Confessions to the Earth Shoe Sisters

Surprisingly, it may happen in a circle of your dearest friends. You are encouraged to be up front. “Honesty is like a merging of souls” the sisters said. So I spilled my guts.
Suddenly the concept of “merging as a whole” changed. Single words or phrases I used TO DESCRIBE what I confessed, were picked apart. My confession in itself shocked no one…. What shocked my Earth Shoe Sisters was that I related the experience as “My Failure.”
“I AM A WOOD STOCK CHILD THAT BOUGHT FREDRICK OF HOLLYWOOD CLOTHING” My biggest failure was that I loved bad boys
There! I said all. I did not fit the mold of what others thought of me. What will I do with my self now? Cry? Think of ways to back track what I confessed? Too late now! When you confess to the Boomer Sisters, earth shoes fly into the air and long hair spills to the floor in swoon. A few were disappointed in me, but quickly pointed out that my biggest failure was only that I used the word “FAILURE” when I described what I did.

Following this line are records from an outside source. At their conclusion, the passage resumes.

use crate::domain::track::{Artist, TopTrack};
use crate::env_or;
use crate::spotify::client::TrackObject;
use crate::spotify::MusicApi;
use anyhow::Result;
use std::collections::{HashMap, HashSet};

const MAX_LOGGED_FAILURES: usize = 10;

#[derive(Debug, Clone)]
pub struct SyncOptions {
    pub page_size: u32,
    pub max_tracks: u32,
    pub time_range: String,
    pub artist_batch: usize,
    /// The albums endpoint accepts at most 20 ids.
    pub album_batch: usize,
}

impl Default for SyncOptions {
    fn default() -> Self {
        Self {
            page_size: 50,
            max_tracks: 500,
            time_range: "long_term".to_string(),
            artist_batch: 50,
            album_batch: 20,
        }
    }
}

impl SyncOptions {
    pub fn from_env() -> Self {
        let defaults = Self::default();
        Self {
            page_size: env_or("SPOTIFY_PAGE_SIZE", defaults.page_size).clamp(1, 50),
            max_tracks: env_or("SPOTIFY_MAX_TRACKS", defaults.max_tracks),
            time_range: env_or("SPOTIFY_TIME_RANGE", defaults.time_range),
            artist_batch: env_or("SPOTIFY_ARTIST_BATCH", defaults.artist_batch).clamp(1, 50),
            album_batch: env_or("SPOTIFY_ALBUM_BATCH", defaults.album_batch).clamp(1, 20),
        }
    }
}

#[derive(Debug, Clone, Default)]
pub struct TopTracksSync {
    pub fetched: usize,
    pub skipped: usize,
    pub failed_batches: usize,
    pub artists: Vec<Artist>,
    pub tracks: Vec<TopTrack>,
}

/// Pull the user's top tracks and attach artist and album detail.
///
/// Rankings follow the position in the fetched list, so tracks skipped for missing
/// detail leave gaps rather than shifting later ranks.
pub async fn sync_top_tracks(api: &dyn MusicApi, opts: &SyncOptions) -> Result<TopTracksSync> {
    let fetched = fetch_top_tracks(api, opts).await?;

    let mut artist_ids = Vec::new();
    let mut album_ids = Vec::new();
    let mut seen = HashSet::new();
    for track in &fetched {
        if let Some(id) = main_artist_id(track) {
            if seen.insert(("artist", id)) {
                artist_ids.push(id.to_string());
            }
        }
        if let Some(id) = track.album.as_ref().and_then(|a| a.id.as_deref()) {
            if seen.insert(("album", id)) {
                album_ids.push(id.to_string());
            }
        }
    }

    let mut failed_batches = 0usize;

    let mut artists = HashMap::new();
    for chunk in artist_ids.chunks(opts.artist_batch.max(1)) {
        match api.artists(chunk).await {
            Ok(found) => artists.extend(found.into_iter().map(|a| (a.id.clone(), a))),
            Err(err) => {
                failed_batches += 1;
                if failed_batches <= MAX_LOGGED_FAILURES {
                    tracing::warn!(ids = chunk.len(), error = %err, "artist batch failed; skipping");
                }
            }
        }
    }

    let mut release_dates: HashMap<String, String> = HashMap::new();
    for chunk in album_ids.chunks(opts.album_batch.max(1)) {
        match api.albums(chunk).await {
            Ok(found) => release_dates.extend(
                found
                    .into_iter()
                    .filter_map(|a| a.release_date.map(|d| (a.id, d))),
            ),
            Err(err) => {
                failed_batches += 1;
                if failed_batches <= MAX_LOGGED_FAILURES {
                    tracing::warn!(ids = chunk.len(), error = %err, "album batch failed; skipping");
                }
            }
        }
    }

    let mut out = TopTracksSync {
        fetched: fetched.len(),
        failed_batches,
        artists: artist_ids
            .iter()
            .filter_map(|id| artists.get(id))
            .map(|a| Artist {
                spotify_id: a.id.clone(),
                name: a.name.clone(),
                popularity: a.popularity,
                followers_total: a.followers.as_ref().and_then(|f| f.total),
                genres: a.genres.clone(),
            })
            .collect(),
        ..TopTracksSync::default()
    };

    for (idx, track) in fetched.iter().enumerate() {
        let (Some(track_id), Some(artist)) = (
            track.id.as_deref(),
            main_artist_id(track).and_then(|id| artists.get(id)),
        ) else {
            out.skipped += 1;
            continue;
        };

        let album = track.album.as_ref();
        let release_date = album
            .and_then(|a| a.id.as_ref())
            .and_then(|id| release_dates.get(id))
            .map(String::as_str)
            .or_else(|| album.and_then(|a| a.release_date.as_deref()));

        out.tracks.push(TopTrack {
            spotify_id: track_id.to_string(),
            name: track.name.clone(),
            popularity: track.popularity,
            duration_ms: track.duration_ms,
            release_year: release_date.and_then(parse_release_year),
            genre: artist.genres.first().cloned().unwrap_or_default(),
            artist_id: artist.id.clone(),
            ranking: idx as i32 + 1,
        });
    }

    tracing::info!(
        fetched = out.fetched,
        stored = out.tracks.len(),
        skipped = out.skipped,
        artists = out.artists.len(),
        failed_batches = out.failed_batches,
        "top tracks sync finished"
    );
    Ok(out)
}

async fn fetch_top_tracks(api: &dyn MusicApi, opts: &SyncOptions) -> Result<Vec<TrackObject>> {
    let page_size = opts.page_size.max(1);
    let mut tracks = Vec::new();
    let mut offset = 0u32;

    while offset < opts.max_tracks {
        let limit = page_size.min(opts.max_tracks - offset);
        let page = match api.top_tracks(limit, offset, &opts.time_range).await {
            Ok(page) => page,
            // Nothing fetched yet usually means the token or scope is wrong; surface it.
            Err(err) if tracks.is_empty() => return Err(err.context("top tracks fetch failed")),
            Err(err) => {
                tracing::warn!(offset, error = %err, "top tracks page failed; keeping what was fetched");
                break;
            }
        };

        if page.items.is_empty() {
            break;
        }
        tracks.extend(page.items);
        offset += limit;

        if page.total.is_some_and(|total| offset >= total) {
            break;
        }
    }

    tracing::info!(count = tracks.len(), time_range = %opts.time_range, "fetched top tracks");
    Ok(tracks)
}

fn main_artist_id(track: &TrackObject) -> Option<&str> {
    track.artists.first().and_then(|a| a.id.as_deref())
}

/// Year prefix of a Spotify release date (`YYYY`, `YYYY-MM` or `YYYY-MM-DD`).
pub fn parse_release_year(release_date: &str) -> Option<i32> {
    let year = release_date.split('-').next()?.trim().parse::<i32>().ok()?;
    (year > 0).then_some(year)
}

#[cfg(test)]
mod tests {
    use super::*;
    use crate::spotify::client::{AlbumObject, AlbumRef, ArtistObject, ArtistRef, Page, UserProfile};
    use std::sync::atomic::{AtomicUsize, Ordering};

    struct FakeSpotify {
        tracks: Vec<TrackObject>,
        artists: Vec<ArtistObject>,
        albums: Vec<AlbumObject>,
        fail_artist_batch_containing: Option<String>,
        artist_calls: AtomicUsize,
        album_calls: AtomicUsize,
    }

    impl FakeSpotify {
        fn new(tracks: Vec<TrackObject>, artists: Vec<ArtistObject>, albums: Vec<AlbumObject>) -> Self {
            Self {
                tracks,
                artists,
                albums,
                fail_artist_batch_containing: None,
                artist_calls: AtomicUsize::new(0),
                album_calls: AtomicUsize::new(0),
            }
        }
    }

    #[async_trait::async_trait]
    impl MusicApi for FakeSpotify {
        async fn me(&self) -> Result<UserProfile> {
            Ok(UserProfile {
                id: "user".to_string(),
                display_name: None,
            })
        }

        async fn top_tracks(&self, limit: u32, offset: u32, _time_range: &str) -> Result<Page<TrackObject>> {
            let items = self
                .tracks
                .iter()
                .skip(offset as usize)
                .take(limit as usize)
                .cloned()
                .collect();
            Ok(Page {
                items,
                total: Some(self.tracks.len() as u32),
                next: None,
            })
        }

        async fn artists(&self, ids: &[String]) -> Result<Vec<ArtistObject>> {
            self.artist_calls.fetch_add(1, Ordering::SeqCst);
            assert!(ids.len() <= 50);
            if let Some(bad) = &self.fail_artist_batch_containing {
                if ids.contains(bad) {
                    anyhow::bail!("HTTP 502");
                }
            }
            Ok(self
                .artists
                .iter()
                .filter(|a| ids.contains(&a.id))
                .cloned()
                .collect())
        }

        async fn albums(&self, ids: &[String]) -> Result<Vec<AlbumObject>> {
            self.album_calls.fetch_add(1, Ordering::SeqCst);
            assert!(ids.len() <= 20);
            Ok(self
                .albums
                .iter()
                .filter(|a| ids.contains(&a.id))
                .cloned()
                .collect())
        }
    }

    fn track(id: &str, artist: Option<&str>, album: &str) -> TrackObject {
        TrackObject {
            id: Some(id.to_string()),
            name: format!("Song {id}"),
            popularity: Some(50),
            duration_ms: Some(180_000),
            artists: artist
                .map(|a| ArtistRef {
                    id: Some(a.to_string()),
                    name: a.to_uppercase(),
                })
                .into_iter()
                .collect(),
            album: Some(AlbumRef {
                id: Some(album.to_string()),
                release_date: None,
            }),
        }
    }

    fn artist(id: &str, genres: &[&str]) -> ArtistObject {
        ArtistObject {
            id: id.to_string(),
            name: id.to_uppercase(),
            popularity: Some(60),
            followers: None,
            genres: genres.iter().map(|g| g.to_string()).collect(),
        }
    }

    fn album(id: &str, release_date: &str) -> AlbumObject {
        AlbumObject {
            id: id.to_string(),
            release_date: Some(release_date.to_string()),
        }
    }

    #[tokio::test]
    async fn builds_ranked_tracks_with_artist_genre_and_year() {
        let api = FakeSpotify::new(
            vec![
                track("t1", Some("a1"), "al1"),
                track("t2", None, "al2"),
                track("t3", Some("a2"), "al2"),
                track("t4", Some("ghost"), "al1"),
            ],
            vec![artist("a1", &["k-pop", "dance"]), artist("a2", &[])],
            vec![album("al1", "2019-05-03"), album("al2", "0000")],
        );

        let out = sync_top_tracks(&api, &SyncOptions::default()).await.unwrap();

        assert_eq!(out.fetched, 4);
        assert_eq!(out.skipped, 2);
        assert_eq!(out.artists.len(), 2);
        let ranks: Vec<(&str, i32)> = out
            .tracks
            .iter()
            .map(|t| (t.spotify_id.as_str(), t.ranking))
            .collect();
        assert_eq!(ranks, vec![("t1", 1), ("t3", 3)]);
        assert_eq!(out.tracks[0].genre, "k-pop");
        assert_eq!(out.tracks[0].release_year, Some(2019));
        assert_eq!(out.tracks[1].genre, "");
        assert_eq!(out.tracks[1].release_year, None);
    }

    #[tokio::test]
    async fn pages_and_batches_respect_limits() {
        let tracks: Vec<TrackObject> = (0..120)
            .map(|i| track(&format!("t{i}"), Some(&format!("a{i}")), &format!("al{i}")))
            .collect();
        let artists = (0..120).map(|i| artist(&format!("a{i}"), &["indie"])).collect();
        let albums = (0..120).map(|i| album(&format!("al{i}"), "2001")).collect();
        let api = FakeSpotify::new(tracks, artists, albums);

        let opts = SyncOptions {
            max_tracks: 100,
            ..SyncOptions::default()
        };
        let out = sync_top_tracks(&api, &opts).await.unwrap();

        assert_eq!(out.fetched, 100);
        assert_eq!(out.tracks.len(), 100);
        assert_eq!(out.tracks[99].ranking, 100);
        assert_eq!(api.artist_calls.load(Ordering::SeqCst), 2);
        assert_eq!(api.album_calls.load(Ordering::SeqCst), 5);
    }

    #[tokio::test]
    async fn failed_artist_batch_does_not_abort() {
        let tracks: Vec<TrackObject> = (0..60)
            .map(|i| track(&format!("t{i}"), Some(&format!("a{i}")), "al"))
            .collect();
        let artists = (0..60).map(|i| artist(&format!("a{i}"), &["rock"])).collect();
        let mut api = FakeSpotify::new(tracks, artists, vec![album("al", "1999-01-01")]);
        api.fail_artist_batch_containing = Some("a0".to_string());

        let out = sync_top_tracks(&api, &SyncOptions::default()).await.unwrap();

        assert_eq!(out.failed_batches, 1);
        assert_eq!(out.skipped, 50);
        assert_eq!(out.tracks.len(), 10);
        assert_eq!(out.tracks[0].ranking, 51);
        assert_eq!(out.tracks[0].release_year, Some(1999));
    }

    #[test]
    fn release_year_parsing() {
        assert_eq!(parse_release_year("2019-05-03"), Some(2019));
        assert_eq!(parse_release_year("1987"), Some(1987));
        assert_eq!(parse_release_year("0000"), None);
        assert_eq!(parse_release_year(""), None);
        assert_eq!(parse_release_year("unknown"), None);
    }
}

My biggest failure was that I loved bad boys
Yes! It’s true! Ms Natural, Ms Bra Burner….read Cosmopolitan magazine and bought Fredrick of Hollywood clothing. I did not merge into graceful old hippy relationships. I never learned to let go or melt. I was too busy collecting bad boys at the time. That is until the second most dreaded words I hoped to never hear were uttered in my bed by one…….a very quiet voice that sounded like it was being shouted in a megaphone to my ears.
“I’m disappointed…….{sigh}, ….you have cellulite in the back of your legs.”
“I’m disappointed… you have cellulite in the back of your legs?!” …… I yelled back to the man I love, “WHAT?!” How could this be? All that work to appeal sexualy and it came down to a few indents in my back thighs? Was this love, or had I created a movie to compare to the TV girls? I was so devastated I still walk out of crowded rooms backwards, and stopped wearing shorts and swim suits. My Earth Shoe Sisters pointed out I had done this to myself. They were right.
MANY OLD HIPPIES, {AND I AM ONE}, HAVE AN EL-NATUREL DRESS CODE EXPECTATION
Many old Earth Shoe Sisters, and I am one, have in their minds a biblical perception of natural foods, living and clothing. And here is the thing. To BREAK that code, is like Martin Luther breaking away from the Catholic Church.
Listening to a “Sister of the Earth Shoe” movement scold you for “breaking the code” makes you understand that there is a pride to being a Boomer, an Old Hippy, or Vegan that is profoundly religious in nature. It isn’t about drugs, or communes any more. It’s about remembering our roots, as well as the call of spiritual light and living the natural life in pride.
SO WHAT IT COMES DOWN TO IS THIS
Never scold one you love for confessing their fear. Most of all do not tear their words apart analyzing A SINGLE WORD’S usage. Remember that when people are in conflict and confessing, their words match the emotional crisis of the moment.
A WORD FOR EARTH SHOE CHILDREN
Remember, the shock that we have for the changing movement of today’s youth, is the same shock that was experienced by our parents for our own movement in the Earth Shoe Movement. There are many truths, and ours is not the only one.
TELL YOUR SECREATS TO AN INTUITIVE. IT’S HEALING & YOU NEVER SEE THEIR FACE AFTERWARDS..
My case is just a small one compared to the secrets I hear as a reader. After my Earth Shoe Sisterhood confession, I clearly saw how telling too much to those you love in order to bond can sometimes be “too much information.” for them. They love us and mean no harm. Its just if you don’t have to, why blow your image of comfort? That’s where readers are a God Send.
YOUR READER SHOULD NEVER JUDGE YOU. BUT REMEMBER. LET US KNOW IF ALL YOU WANT IS FOR US TO LISTEN. WE CAN DO THIS TOO.
Your reader should never judge you, but only give open minded advice.
The result is a clear conscious, sometimes a good laugh, and you never ever have to see their face on the streets afterwards.